[Dataset records]:

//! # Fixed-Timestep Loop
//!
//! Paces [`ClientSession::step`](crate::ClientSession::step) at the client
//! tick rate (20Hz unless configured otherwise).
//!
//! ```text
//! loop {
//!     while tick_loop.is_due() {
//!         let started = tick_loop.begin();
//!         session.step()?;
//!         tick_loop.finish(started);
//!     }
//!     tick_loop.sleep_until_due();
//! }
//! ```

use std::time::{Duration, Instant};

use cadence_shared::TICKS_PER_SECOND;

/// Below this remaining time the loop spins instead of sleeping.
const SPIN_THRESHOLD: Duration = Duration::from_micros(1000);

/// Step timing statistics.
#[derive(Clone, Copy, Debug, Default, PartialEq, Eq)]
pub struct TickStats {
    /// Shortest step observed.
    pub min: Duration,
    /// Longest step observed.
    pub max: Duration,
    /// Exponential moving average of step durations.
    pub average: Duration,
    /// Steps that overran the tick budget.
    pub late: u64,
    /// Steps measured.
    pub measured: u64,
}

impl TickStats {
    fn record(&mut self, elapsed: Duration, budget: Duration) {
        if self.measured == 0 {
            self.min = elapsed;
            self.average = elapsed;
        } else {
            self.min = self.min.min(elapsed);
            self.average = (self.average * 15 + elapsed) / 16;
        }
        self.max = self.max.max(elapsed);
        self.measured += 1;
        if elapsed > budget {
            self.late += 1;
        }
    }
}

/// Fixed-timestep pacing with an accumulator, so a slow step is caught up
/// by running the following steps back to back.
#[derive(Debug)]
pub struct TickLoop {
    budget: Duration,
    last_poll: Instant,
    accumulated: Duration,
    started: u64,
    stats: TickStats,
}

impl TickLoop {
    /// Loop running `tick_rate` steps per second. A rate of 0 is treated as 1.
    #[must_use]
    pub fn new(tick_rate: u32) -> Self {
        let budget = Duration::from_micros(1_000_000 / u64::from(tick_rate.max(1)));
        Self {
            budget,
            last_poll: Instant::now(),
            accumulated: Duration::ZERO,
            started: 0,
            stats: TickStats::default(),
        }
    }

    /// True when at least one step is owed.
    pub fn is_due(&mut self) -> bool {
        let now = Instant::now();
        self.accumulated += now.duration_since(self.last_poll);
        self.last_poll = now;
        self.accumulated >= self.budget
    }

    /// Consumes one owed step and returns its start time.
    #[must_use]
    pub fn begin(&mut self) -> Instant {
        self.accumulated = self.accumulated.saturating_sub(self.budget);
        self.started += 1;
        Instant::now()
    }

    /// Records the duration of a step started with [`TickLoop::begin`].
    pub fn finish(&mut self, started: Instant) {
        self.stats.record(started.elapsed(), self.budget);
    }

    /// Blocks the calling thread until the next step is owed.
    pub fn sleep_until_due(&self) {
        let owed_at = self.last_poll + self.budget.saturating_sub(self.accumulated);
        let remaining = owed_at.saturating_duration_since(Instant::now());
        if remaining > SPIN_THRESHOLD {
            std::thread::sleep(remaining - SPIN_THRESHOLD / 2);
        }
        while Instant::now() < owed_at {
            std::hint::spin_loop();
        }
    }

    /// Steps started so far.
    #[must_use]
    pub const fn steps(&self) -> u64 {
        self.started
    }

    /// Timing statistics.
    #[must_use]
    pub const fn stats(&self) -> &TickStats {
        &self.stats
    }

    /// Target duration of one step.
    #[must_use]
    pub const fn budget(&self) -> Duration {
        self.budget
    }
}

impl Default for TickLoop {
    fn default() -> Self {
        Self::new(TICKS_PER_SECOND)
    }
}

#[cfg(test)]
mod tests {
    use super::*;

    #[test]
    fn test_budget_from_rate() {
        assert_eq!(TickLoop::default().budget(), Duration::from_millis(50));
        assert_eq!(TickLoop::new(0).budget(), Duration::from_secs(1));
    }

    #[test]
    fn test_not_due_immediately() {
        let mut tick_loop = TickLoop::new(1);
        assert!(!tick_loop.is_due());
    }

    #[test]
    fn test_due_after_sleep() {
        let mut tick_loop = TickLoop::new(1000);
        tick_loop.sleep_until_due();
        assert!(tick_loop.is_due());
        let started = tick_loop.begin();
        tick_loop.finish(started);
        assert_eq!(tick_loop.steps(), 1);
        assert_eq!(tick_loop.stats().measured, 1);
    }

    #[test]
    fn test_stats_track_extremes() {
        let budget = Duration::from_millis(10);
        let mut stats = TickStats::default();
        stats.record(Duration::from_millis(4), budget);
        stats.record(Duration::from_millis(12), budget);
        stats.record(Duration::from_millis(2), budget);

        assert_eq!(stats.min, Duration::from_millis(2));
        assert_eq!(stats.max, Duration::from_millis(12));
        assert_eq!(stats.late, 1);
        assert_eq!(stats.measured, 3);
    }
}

[Your goal]: Among the records above, a stretch begins at the line containing "use super::*;" and ends at the line containing "let budget = Duration::from_millis(10);". Restate that stretch word for word, and nothing else.

[Task answer]:
    use super::*;

    #[test]
    fn test_budget_from_rate() {
        assert_eq!(TickLoop::default().budget(), Duration::from_millis(50));
        assert_eq!(TickLoop::new(0).budget(), Duration::from_secs(1));
    }

    #[test]
    fn test_not_due_immediately() {
        let mut tick_loop = TickLoop::new(1);
        assert!(!tick_loop.is_due());
    }

    #[test]
    fn test_due_after_sleep() {
        let mut tick_loop = TickLoop::new(1000);
        tick_loop.sleep_until_due();
        assert!(tick_loop.is_due());
        let started = tick_loop.begin();
        tick_loop.finish(started);
        assert_eq!(tick_loop.steps(), 1);
        assert_eq!(tick_loop.stats().measured, 1);
    }

    #[test]
    fn test_stats_track_extremes() {
        let budget = Duration::from_millis(10);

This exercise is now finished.